For the example above of the identity operator the kernel is then $E(u,t):=\delta(u-t)$, where $\delta$ is the Dirac's delta function. Of course, not all distributional kernels define bounded operators on continuous functions, only those that are distributional densities of signed Borel measures do. An equivalent alternative representation in terms of Stieltjes integrals $\int f(t)dK(u,t)$ is given in Tucker's paper, but it is rather abstract and technical. Linear Operators by Dunford and Schwartz may have a more accessible version.

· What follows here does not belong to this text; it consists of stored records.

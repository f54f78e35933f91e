use crate::board::suggestions::{LoyaltyTier, PreventiveStatus};

/// Strip zero-width characters, collapse whitespace, and lowercase so raw
/// dataset cells compare predictably.
pub(crate) fn normalize_token(value: &str) -> String {
    let cleaned = value.replace(['\u{feff}', '\u{200b}'], "");
    let collapsed = cleaned.split_whitespace().collect::<Vec<_>>().join(" ");
    collapsed.to_lowercase()
}

/// Map a raw preventive cell onto a status. Exports arrive in both English
/// and Portuguese spellings; anything unrecognized reads as no alert.
pub(crate) fn preventive_from_raw(raw: &str) -> PreventiveStatus {
    match normalize_token(raw).as_str() {
        "urgent" | "urgente" => PreventiveStatus::Urgent,
        "critical" | "critico" | "crítico" => PreventiveStatus::Critical,
        "attention" | "atencao" | "atenção" => PreventiveStatus::Attention,
        _ => PreventiveStatus::None,
    }
}

/// Map a raw loyalty cell onto a tier; unrecognized values read as none.
pub(crate) fn loyalty_from_raw(raw: &str) -> LoyaltyTier {
    match normalize_token(raw).as_str() {
        "full" | "total" | "fidelizado" => LoyaltyTier::Full,
        "partial" | "parcial" => LoyaltyTier::Partial,
        _ => LoyaltyTier::None,
    }
}

#[cfg(test)]
mod tests {
    use super::*;

    #[test]
    fn token_normalization_collapses_noise() {
        assert_eq!(normalize_token("  Alcans\u{feff}  Telecom  "), "alcans telecom");
    }

    #[test]
    fn preventive_accepts_portuguese_spellings() {
        assert_eq!(preventive_from_raw("Urgente"), PreventiveStatus::Urgent);
        assert_eq!(preventive_from_raw("CRÍTICO"), PreventiveStatus::Critical);
        assert_eq!(preventive_from_raw("atencao"), PreventiveStatus::Attention);
    }

    #[test]
    fn unrecognized_cells_fall_back_to_defaults() {
        assert_eq!(preventive_from_raw("escalated!!"), PreventiveStatus::None);
        assert_eq!(loyalty_from_raw("gold"), LoyaltyTier::None);
        assert_eq!(loyalty_from_raw(""), LoyaltyTier::None);
    }

    #[test]
    fn loyalty_accepts_known_spellings() {
        assert_eq!(loyalty_from_raw("Fidelizado"), LoyaltyTier::Full);
        assert_eq!(loyalty_from_raw("parcial"), LoyaltyTier::Partial);
    }
}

As for density and approximation, it depends in what sense. Distributions can be approximated by continuous and even by test functions in some weak senses, so this will give you approximation of bounded operators by integral ones with "ordinary" kernels in those senses. But by norm the identity operator on $C(a,b)$ can not be approximated by integral operators with say continuous kernels, because such operators are compact, and the identity is not.

Answer 2

Every linear functional $x^{\star}$ on $C[a,b]$ has the form $$ x^{\star}(f) = \int_{a}^{b}f(t)\,d\mu(t) $$ for a unique finite complex Borel measure $\mu$ on $[a,b]$. Furthermore, $$ \|x^{\star}\| = \|\mu\|, $$ where $\|\mu\|$ is the total variation of $\mu$ on $[a,b]$. If $K : C[a,b]\rightarrow C[a,b]$ is a bounded linear operator, then, for each $t \in [a,b]$, let $\delta_{t}^{\star}$ be the evaluation functional at $t$. That is, $\delta_{t}^{\star}(f)=f(t)$. The functional $\delta_{t}^{\star}$ is bounded on $C[a,b]$. So $\delta_{t}^{\star}\circ K=K^{\star}\delta_{t}^{\star}$ is a bounded linear functional on $C[a,b]$. Hence, there is unique finite complex Borel measure $\mu_{t}$ such that $$ (Kf)(t)= \delta_{t}^{\star}(Kf) = (K^{\star}\delta_{t}^{\star})(f)=\int_{a}^{b}f(s)d\mu_{t}(s),\\ \|\mu_{t}\|=\|K^{\star}x_{t}^{\star}\|. $$ If there is a dominating positive finite meausre $\mu$ such that $\mu_{t} << \mu$ for all $t\in[a,b]$, then you can write $d\mu_{t}(s) = K_{t}(s)d\mu(s)$ where $K_{t}(s) \in L^{1}_{\mu}[a,b]$ for each $t$. That gets you close to such a representation, under the additional assumption: $$ Kf = \int_{a}^{b}f(s)K_{t}(s)\,d\mu(s) = \int_{a}^{b}f(s)K(t,s)\,d\mu(s). $$ Without the additional assumption, the integrals of continuous functions with respect to finite complex Borel measures can be expressed in terms of functions of bounded variation, which gives a representation as a Riemann-Stieltjes integral $$ Kf = \int_{a}^{b}f(s)d_{s}L_{t}(s)=\int_{a}^{b}f(s)d_{s}L(t,s). $$